> _EXERCISE AIM_: Your answer must be the full set of entries, reproduced exactly.
[[ DATA EXTRACT open ]]
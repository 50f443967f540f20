//! Pinakos CLI
//!
//! Administration entry point: serve the HTTP API, optionally seeding the
//! catalog from a JSON export first, or validate an export file on its own.

#![warn(clippy::all)]
#![forbid(unsafe_code)]

mod import;

use anyhow::Result;
use clap::{Parser, Subcommand};
use pinakos_api::{AppState, Config};
use pinakos_catalog::CatalogStore;
use pinakos_search::{Indexer, SearchEngine};
use std::path::PathBuf;
use std::sync::Arc;

/// Pinakos - art collection catalog and search service
#[derive(Parser, Debug)]
#[command(name = "pinakos")]
#[command(about = "Pinakos catalog and search administration tool", long_about = None)]
struct Args {
    /// Configuration file path
    #[arg(short, long, env = "PINAKOS_CONFIG")]
    config: Option<PathBuf>,

    #[command(subcommand)]
    command: Command,
}

#[derive(Subcommand, Debug)]
enum Command {
    /// Run the HTTP API server
    Serve {
        /// Bind address override
        #[arg(long)]
        addr: Option<String>,

        /// Seed the catalog from a JSON export before serving
        #[arg(long)]
        import: Option<PathBuf>,
    },
    /// Load a JSON export, rebuild the index, and report what it contains
    Import {
        /// Export file
        file: PathBuf,
    },
}

#[tokio::main]
async fn main() -> Result<()> {
    tracing_subscriber::fmt()
        .with_env_filter(
            tracing_subscriber::EnvFilter::try_from_default_env()
                .unwrap_or_else(|_| "info".into()),
        )
        .init();

    let args = Args::parse();
    let mut config = match &args.config {
        Some(path) => Config::from_toml_file(path)?,
        None => Config::default(),
    };

    match args.command {
        Command::Serve { addr, import } => {
            if let Some(addr) = addr {
                config.bind_addr = addr;
            }

            let catalog = Arc::new(CatalogStore::new());
            if let Some(path) = import {
                let stats = import::load_seed_file(&catalog, &path)?;
                tracing::info!("imported {stats}");
            }

            let engine = Arc::new(SearchEngine::new(catalog));
            engine.reindex_all();
            let indexer = Indexer::attach(engine.clone());

            let state =
                AppState::new(engine, config).with_indexer_state(indexer.state_receiver());
            pinakos_api::serve(state).await?;

            indexer.shutdown().await;
        }
        Command::Import { file } => {
            let catalog = Arc::new(CatalogStore::new());
            let stats = import::load_seed_file(&catalog, &file)?;

            let engine = SearchEngine::new(catalog);
            engine.reindex_all();

            tracing::info!("import ok: {stats}");
            tracing::info!("{} artworks indexed", engine.indexed_count());
        }
    }

    Ok(())
}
[[ DATA EXTRACT closed ]]
> _PROBLEM SOLUTION_:
repository 50f443967f540f20
//! Pinakos CLI
//!
//! Administration entry point: serve the HTTP API, optionally seeding the
//! catalog from a JSON export first, or validate an export file on its own.

#![warn(clippy::all)]
#![forbid(unsafe_code)]

mod import;

use anyhow::Result;
use clap::{Parser, Subcommand};
use pinakos_api::{AppState, Config};
use pinakos_catalog::CatalogStore;
use pinakos_search::{Indexer, SearchEngine};
use std::path::PathBuf;
use std::sync::Arc;

/// Pinakos - art collection catalog and search service
#[derive(Parser, Debug)]
#[command(name = "pinakos")]
#[command(about = "Pinakos catalog and search administration tool", long_about = None)]
struct Args {
    /// Configuration file path
    #[arg(short, long, env = "PINAKOS_CONFIG")]
    config: Option<PathBuf>,

    #[command(subcommand)]
    command: Command,
}

#[derive(Subcommand, Debug)]
enum Command {
    /// Run the HTTP API server
    Serve {
        /// Bind address override
        #[arg(long)]
        addr: Option<String>,

        /// Seed the catalog from a JSON export before serving
        #[arg(long)]
        import: Option<PathBuf>,
    },
    /// Load a JSON export, rebuild the index, and report what it contains
    Import {
        /// Export file
        file: PathBuf,
    },
}

#[tokio::main]
async fn main() -> Result<()> {
    tracing_subscriber::fmt()
        .with_env_filter(
            tracing_subscriber::EnvFilter::try_from_default_env()
                .unwrap_or_else(|_| "info".into()),
        )
        .init();

    let args = Args::parse();
    let mut config = match &args.config {
        Some(path) => Config::from_toml_file(path)?,
        None => Config::default(),
    };

    match args.command {
        Command::Serve { addr, import } => {
            if let Some(addr) = addr {
                config.bind_addr = addr;
            }

            let catalog = Arc::new(CatalogStore::new());
            if let Some(path) = import {
                let stats = import::load_seed_file(&catalog, &path)?;
                tracing::info!("imported {stats}");
            }

            let engine = Arc::new(SearchEngine::new(catalog));
            engine.reindex_all();
            let indexer = Indexer::attach(engine.clone());

            let state =
                AppState::new(engine, config).with_indexer_state(indexer.state_receiver());
            pinakos_api::serve(state).await?;

            indexer.shutdown().await;
        }
        Command::Import { file } => {
            let catalog = Arc::new(CatalogStore::new());
            let stats = import::load_seed_file(&catalog, &file)?;

            let engine = SearchEngine::new(catalog);
            engine.reindex_all();

            tracing::info!("import ok: {stats}");
            tracing::info!("{} artworks indexed", engine.indexed_count());
        }
    }

    Ok(())
}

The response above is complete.